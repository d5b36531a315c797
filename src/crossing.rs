//! Continuous ("crossing") layout.
//!
//! Payloads are appended to a bit accumulator with no padding; every full
//! 32 bits are emitted as a word, so a payload may span two words. The stream
//! is exactly `ceil(total_bits / 32)` words long.

use crate::cursor::BitCursor;
use crate::packed::{Layout, Packer};
use crate::WORD_BITS;

/// Packer using the continuous layout.
pub type Crossing = Packer<Continuous>;

/// Writer that packs payloads back to back.
#[derive(Debug, Default)]
pub struct Continuous {
    words: Vec<u32>,
    acc: u64,
    acc_len: u32,
}

impl Layout for Continuous {
    const NAME: &'static str = "crossing";

    fn put(&mut self, payload: u64, len: u32) {
        // acc_len < 32 on entry, so up to 32 more bits always fit in the accumulator.
        debug_assert!(len <= 2 * WORD_BITS);
        let (low, low_len, high, high_len) = if len > WORD_BITS {
            (payload & u64::from(u32::MAX), WORD_BITS, payload >> WORD_BITS, len - WORD_BITS)
        } else {
            (payload, len, 0, 0)
        };
        self.push(low, low_len);
        self.push(high, high_len);
    }

    fn finish(mut self) -> Vec<u32> {
        if self.acc_len > 0 {
            self.words.push(self.acc as u32);
        }
        self.words
    }

    fn seek(_cursor: &mut BitCursor, _len: u32) {}
}

impl Continuous {
    fn push(&mut self, bits: u64, len: u32) {
        if len == 0 {
            return;
        }
        let bits = bits & ((1u64 << len) - 1);
        self.acc |= bits << self.acc_len;
        self.acc_len += len;
        while self.acc_len >= WORD_BITS {
            self.words.push(self.acc as u32);
            self.acc >>= WORD_BITS;
            self.acc_len -= WORD_BITS;
        }
    }
}
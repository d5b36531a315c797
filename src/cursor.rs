//! Sequential bit cursor over a packed word stream.
//!
//! Bits are consumed LSB-first within each 32-bit word. The cursor is a plain
//! value; decoders thread it through their loops by mutable reference.

use crate::WORD_BITS;

/// Mask selecting the low `len` bits of a word (`len` in `0..=32`).
#[inline]
pub fn mask(len: u32) -> u32 {
    if len >= WORD_BITS {
        u32::MAX
    } else {
        (1u32 << len) - 1
    }
}

/// Read position in a word stream.
#[derive(Debug, Clone, Copy, Default, PartialEq, Eq)]
pub struct BitCursor {
    /// Index of the word holding the next unread bit.
    pub word_index: usize,
    /// Offset of the next unread bit inside that word, always `< 32`.
    pub bit_offset: u32,
}

impl BitCursor {
    /// Cursor at the first bit of the stream.
    pub fn new() -> Self {
        Self::default()
    }

    /// Bits left in the current word.
    #[inline]
    pub fn remaining_in_word(&self) -> u32 {
        WORD_BITS - self.bit_offset
    }

    /// Move to the start of the next word, dropping padding.
    #[inline]
    pub fn skip_to_next_word(&mut self) {
        self.word_index += 1;
        self.bit_offset = 0;
    }

    /// Read `len` bits (`0..=32`), possibly spanning a word boundary.
    ///
    /// Words past the end of `words` read as zero.
    pub fn read(&mut self, words: &[u32], len: u32) -> u32 {
        debug_assert!(len <= WORD_BITS);
        let mut value = 0u32;
        let mut filled = 0u32;
        while filled < len {
            let take = self.remaining_in_word().min(len - filled);
            let word = words.get(self.word_index).copied().unwrap_or(0);
            let part = (word >> self.bit_offset) & mask(take);
            value |= part << filled;
            filled += take;
            self.bit_offset += take;
            if self.bit_offset == WORD_BITS {
                self.skip_to_next_word();
            }
        }
        value
    }
}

════════════════

Work request: Gather all lines of the records that include the word "BitCursor".

Output of the task:
use crate::cursor::BitCursor;
    fn seek(_cursor: &mut BitCursor, _len: u32) {}
pub struct BitCursor {
impl BitCursor {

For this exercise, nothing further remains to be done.